EXERCISE>
Print all the entries verbatim.

GIVEN INFORMATION>
use vitrine::{
    document::Level,
    store::{Cause, StoreConfig, StoreError},
    view::{CollectionPatch, NewSection, SectionPatch},
};

use crate::helpers::*;

#[tokio::test]
async fn test_failed_write_leaves_collection_unchanged() {
    let (store, backend) = test_store();
    let exhibit = create_exhibit(&store, "Memory").await;
    let before = stored(&backend, &exhibit.collection.id).await;
    let mut rx = store.subscribe();

    backend.fail_next_puts(1);
    let err = store
        .sections()
        .create(&exhibit.collection.id, NewSection::new("Departure"))
        .await
        .unwrap_err();
    assert!(err.is_persist_failure());
    match &err {
        vitrine::Error::Store(StoreError::PersistFailed { root_id, .. }) => {
            assert_eq!(root_id, &exhibit.collection.id);
        }
        other => panic!("expected PersistFailed, got {other:?}"),
    }

    assert_eq!(stored(&backend, &exhibit.collection.id).await, before);
    let sections = store.sections().list(&exhibit.collection.id).await.unwrap();
    assert_eq!(sections, vec![exhibit.section.clone()]);

    // Listeners are told their view of the list may be out of date
    let events = drain(&mut rx);
    assert!(!events.is_empty());
    assert!(events.iter().all(|e| e.cause == Cause::PersistFailed));
    assert_eq!(events[0].listing.level, Level::Section);

    // Nothing is retried automatically; a fresh call succeeds
    let section = store
        .sections()
        .create(&exhibit.collection.id, NewSection::new("Departure"))
        .await
        .unwrap();
    assert_eq!(section.order, 2);
}

#[tokio::test]
async fn test_failed_update_and_delete_keep_nodes() {
    let (store, backend) = test_store();
    let exhibit = create_exhibit(&store, "Memory").await;

    backend.fail_next_puts(2);
    let patch = SectionPatch {
        title: Some("Renamed".into()),
        ..Default::default()
    };
    let err = store
        .sections()
        .update(&exhibit.section.id, patch)
        .await
        .unwrap_err();
    assert!(err.is_persist_failure());
    let err = store.blocks().delete(&exhibit.blocks[0].id).await.unwrap_err();
    assert!(err.is_persist_failure());

    assert_eq!(
        store.sections().get(&exhibit.section.id).await.unwrap().title,
        "Arrival"
    );
    assert_eq!(store.blocks().list(&exhibit.panel.id).await.unwrap().len(), 2);
}

#[tokio::test]
async fn test_failed_collection_update() {
    let (store, backend) = test_store();
    let collection = create_collection(&store, "Memory").await;

    backend.fail_next_puts(1);
    let patch = CollectionPatch {
        name: Some("Renamed".into()),
        ..Default::default()
    };
    let err = store
        .update_collection(&collection.id, patch)
        .await
        .unwrap_err();
    assert!(err.is_persist_failure());
    assert_eq!(store.get_collection(&collection.id).await.unwrap().name, "Memory");
}

#[tokio::test]
async fn test_failed_create_is_not_indexed() {
    let (store, backend) = test_store_with(StoreConfig::default().with_node_index(true));
    let collection = create_collection(&store, "Memory").await;

    backend.fail_next_puts(1);
    assert!(
        store
            .sections()
            .create(&collection.id, NewSection::new("Arrival"))
            .await
            .is_err()
    );
    assert!(store.node_index().unwrap().is_empty().await);
}

#[tokio::test]
async fn test_unavailable_store_surfaces_backend_error() {
    let (store, backend) = test_store();
    let exhibit = create_exhibit(&store, "Memory").await;
    backend.set_available(false);

    let err = store.blocks().list(&exhibit.panel.id).await.unwrap_err();
    assert!(err.is_unavailable());
    assert!(!err.is_not_found());

    let err = store
        .sections()
        .create(&exhibit.collection.id, NewSection::new("Departure"))
        .await
        .unwrap_err();
    assert!(err.is_unavailable());

    backend.set_available(true);
    assert_eq!(store.blocks().list(&exhibit.panel.id).await.unwrap().len(), 2);
}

RESPONSE TO THIS EXERCISE>
use vitrine::{
    document::Level,
    store::{Cause, StoreConfig, StoreError},
    view::{CollectionPatch, NewSection, SectionPatch},
};

use crate::helpers::*;

#[tokio::test]
async fn test_failed_write_leaves_collection_unchanged() {
    let (store, backend) = test_store();
    let exhibit = create_exhibit(&store, "Memory").await;
    let before = stored(&backend, &exhibit.collection.id).await;
    let mut rx = store.subscribe();

    backend.fail_next_puts(1);
    let err = store
        .sections()
        .create(&exhibit.collection.id, NewSection::new("Departure"))
        .await
        .unwrap_err();
    assert!(err.is_persist_failure());
    match &err {
        vitrine::Error::Store(StoreError::PersistFailed { root_id, .. }) => {
            assert_eq!(root_id, &exhibit.collection.id);
        }
        other => panic!("expected PersistFailed, got {other:?}"),
    }

    assert_eq!(stored(&backend, &exhibit.collection.id).await, before);
    let sections = store.sections().list(&exhibit.collection.id).await.unwrap();
    assert_eq!(sections, vec![exhibit.section.clone()]);

    // Listeners are told their view of the list may be out of date
    let events = drain(&mut rx);
    assert!(!events.is_empty());
    assert!(events.iter().all(|e| e.cause == Cause::PersistFailed));
    assert_eq!(events[0].listing.level, Level::Section);

    // Nothing is retried automatically; a fresh call succeeds
    let section = store
        .sections()
        .create(&exhibit.collection.id, NewSection::new("Departure"))
        .await
        .unwrap();
    assert_eq!(section.order, 2);
}

#[tokio::test]
async fn test_failed_update_and_delete_keep_nodes() {
    let (store, backend) = test_store();
    let exhibit = create_exhibit(&store, "Memory").await;

    backend.fail_next_puts(2);
    let patch = SectionPatch {
        title: Some("Renamed".into()),
        ..Default::default()
    };
    let err = store
        .sections()
        .update(&exhibit.section.id, patch)
        .await
        .unwrap_err();
    assert!(err.is_persist_failure());
    let err = store.blocks().delete(&exhibit.blocks[0].id).await.unwrap_err();
    assert!(err.is_persist_failure());

    assert_eq!(
        store.sections().get(&exhibit.section.id).await.unwrap().title,
        "Arrival"
    );
    assert_eq!(store.blocks().list(&exhibit.panel.id).await.unwrap().len(), 2);
}

#[tokio::test]
async fn test_failed_collection_update() {
    let (store, backend) = test_store();
    let collection = create_collection(&store, "Memory").await;

    backend.fail_next_puts(1);
    let patch = CollectionPatch {
        name: Some("Renamed".into()),
        ..Default::default()
    };
    let err = store
        .update_collection(&collection.id, patch)
        .await
        .unwrap_err();
    assert!(err.is_persist_failure());
    assert_eq!(store.get_collection(&collection.id).await.unwrap().name, "Memory");
}

#[tokio::test]
async fn test_failed_create_is_not_indexed() {
    let (store, backend) = test_store_with(StoreConfig::default().with_node_index(true));
    let collection = create_collection(&store, "Memory").await;

    backend.fail_next_puts(1);
    assert!(
        store
            .sections()
            .create(&collection.id, NewSection::new("Arrival"))
            .await
            .is_err()
    );
    assert!(store.node_index().unwrap().is_empty().await);
}

#[tokio::test]
async fn test_unavailable_store_surfaces_backend_error() {
    let (store, backend) = test_store();
    let exhibit = create_exhibit(&store, "Memory").await;
    backend.set_available(false);

    let err = store.blocks().list(&exhibit.panel.id).await.unwrap_err();
    assert!(err.is_unavailable());
    assert!(!err.is_not_found());

    let err = store
        .sections()
        .create(&exhibit.collection.id, NewSection::new("Departure"))
        .await
        .unwrap_err();
    assert!(err.is_unavailable());

    backend.set_available(true);
    assert_eq!(store.blocks().list(&exhibit.panel.id).await.unwrap().len(), 2);
}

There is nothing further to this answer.